23 possible reasons why London's Crossrail has just been renamed the Elizabeth Line

Queen Elizabeth II, arrayed in Crossrail purple. Image: WPA Pool/Getty.

Because  Queen Elizabeth II is the longest reigning queen regnant (one who reigns in her own right, rather than one who is just married to a king) in human history.

Because on 9 September 2015, she surpassed her great great grandmother Queen Victoria to become the longest-reigning monarch in British history.

Because Queen Victoria already has her own line.

Because Queen Elizabeth doesn't have a line named after her. Except for the Jubilee line which is named after her 1977 silver jubilee, even though that line didn't open until 1979, and nobody celebrates their 27th anniversary.

Because Crossrail will serve Stratford, where the Queen Elizabeth II Olympic Park is.

 

 

Because Queen Elizabeth doesn't already have enough things named after her.

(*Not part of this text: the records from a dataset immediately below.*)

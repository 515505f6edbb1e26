//! HTTP protocol layer module
//!
//! Provides HTTP protocol-related base functionality, decoupled from the
//! filesystem: MIME detection, date validation and response builders.

pub mod cache;
pub mod mime;
pub mod response;

// Re-export commonly used builders
pub use response::{
    build_304_response, build_405_response, build_error_response, build_file_response,
    build_html_response, build_options_response, build_redirect_response,
};
//! Application state module
//!
//! Immutable per-process values shared by every connection

use std::path::{Path, PathBuf};

use super::types::Config;

/// Application state
///
/// Built once at startup and shared through `Arc`; nothing in it changes
/// while the server runs, so no locking is involved.
#[derive(Debug)]
pub struct AppState {
    pub config: Config,
    /// Canonical document root; every served path must stay beneath it
    root: PathBuf,
}

impl AppState {
    pub const fn new(config: Config, root: PathBuf) -> Self {
        Self { config, root }
    }

    pub fn root(&self) -> &Path {
        &self.root
    }

    pub const fn access_log_enabled(&self) -> bool {
        self.config.logging.access_log
    }
}
//! MIME type detection module
//!
//! Returns the corresponding Content-Type based on file extension.

use std::path::Path;

/// Get MIME Content-Type based on file extension
///
/// Matching is case-insensitive, so `INDEX.HTML` is served as HTML.
pub fn get_content_type(extension: Option<&str>) -> &'static str {
    let Some(ext) = extension else {
        return "application/octet-stream";
    };

    match ext.to_ascii_lowercase().as_str() {
        // Text
        "html" | "htm" => "text/html; charset=utf-8",
        "css" => "text/css; charset=utf-8",
        "txt" | "md" => "text/plain; charset=utf-8",
        "csv" => "text/csv; charset=utf-8",
        "xml" => "application/xml",

        // JavaScript/WASM
        "js" | "mjs" => "text/javascript; charset=utf-8",
        "json" | "map" => "application/json",
        "webmanifest" => "application/manifest+json",
        "wasm" => "application/wasm",

        // Images
        "png" => "image/png",
        "jpg" | "jpeg" => "image/jpeg",
        "gif" => "image/gif",
        "svg" => "image/svg+xml",
        "ico" => "image/vnd.microsoft.icon",
        "webp" => "image/webp",
        "avif" => "image/avif",

        // Video
        "mp4" => "video/mp4",
        "webm" => "video/webm",
        "ogv" => "video/ogg",

        // Audio
        "mp3" => "audio/mpeg",
        "wav" => "audio/wav",
        "ogg" => "audio/ogg",
        "m4a" => "audio/mp4",

        // Fonts
        "woff" => "font/woff",
        "woff2" => "font/woff2",
        "ttf" => "font/ttf",
        "otf" => "font/otf",

        // Documents
        "pdf" => "application/pdf",
        "zip" => "application/zip",
        "gz" => "application/gzip",

        _ => "application/octet-stream",
    }
}

/// Content-Type for a filesystem path
pub fn content_type_for(path: &Path) -> &'static str {
    get_content_type(path.extension().and_then(|e| e.to_str()))
}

Because Crossrail will be purple on the map and purple is a bit royal.

Because the new line goes through Slough which is basically the same place as Windsor, and the Queen's surname is Windsor.

Because the Queen has a castle in Windsor, too.


Because the line will serve the Royal Docks.

Because the new line will serve Romford, and everyone knows that Liquid & Envy is the Queen's favourite nightspot.

Because being the eldest child of the next in line to the throne during the Abdication Crisis of 1936, and then successfully not dying for the next eighty years, makes Queen Elizabeth the greatest living Briton.

Because she did much of the tunnel boring with her bare, queen hands.

Because, as well as the Victoria line, Queen Victoria has Victoria Station, Victoria Coach Station, Victoria Street, Queen Victoria Street, Victoria Park and the Royal Victoria Dock named after her, so Liz has got a lot of catching up to do.

Because Crossrail is actually a quite silly name.

Because the Elizabeth line is genuinely more memorable, if we're going to be fair about this.

 

 

Because London transport has a proud history of using proper names, rather than numbers, letters or descriptive labels for its names, and this fits in with that tradition.

Because the bits of the network that don't fit that tradition, like the London Overground, are clunky and difficult to navigate, so TfL is rumoured to be looking at the line names for that too (we suggest Philip, William, George, etc).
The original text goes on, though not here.